Among 46 patients without previous CAR-T therapy, 38 (82.6%) achieved complete remission (CR) or CR with incomplete count recovery (CRi) on day 30, while 2 of 5 patients, who relapsed after murine CAR-T infusion, achieved CR after hCART19s infusion. The rates of event-free survival and overall survival were 63% (95% confidence interval [CI], 46 to 75) and 79% (95% CI, 64 to 88), respectively, at 6 months and 44% (95% CI, 27 to 59) and 67% (95% CI, 51 to 79) at 12 months.

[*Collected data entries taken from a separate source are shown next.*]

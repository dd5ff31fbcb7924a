pub mod grapheme;
pub mod rules;
pub mod sequence;
pub mod tables;

pub use grapheme::Grapheme;
pub use sequence::{transliterate, transliterate_word, ReferenceSequence, Transliteration, Verse, Word};
pub use tables::{Letter, PhonemeTables, Point, PointSet};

Among the 40 patients with CR or CRi, 17 had a relapse before receiving additional anticancer therapy. 12 patients underwent allogeneic hematopoietic stem-cell transplantation (HSCT) while in remission, 10 were alive without relapse and 2 had a relapse after HSCT. During treatment, 37 (72.5%) patients developed grade 1-2 cytokine release syndrome (CRS), and 11 (21.6%) patients developed grade 3-5 CRS.
Neurologic events occurred in 4 (7.8%) patients within 8 weeks after infusion. 2 (3.9%) patients had grade 3 neurologic events; no grade 4 events or cerebral edema were reported.
Conclusions:
This study demonstrated that hCART19s have high therapeutic efficacy and safety in children and adults with R/R B-ALL. More importantly, hCART19s was confirmed to exert anti-leukemic activities in patients who relapsed after murine CAR-T infusion. HSCT is a potential approach to reduce leukemia relapse in patients who achieved CR after CAR-T therapy.
Disclosures
No relevant conflicts of interest to declare.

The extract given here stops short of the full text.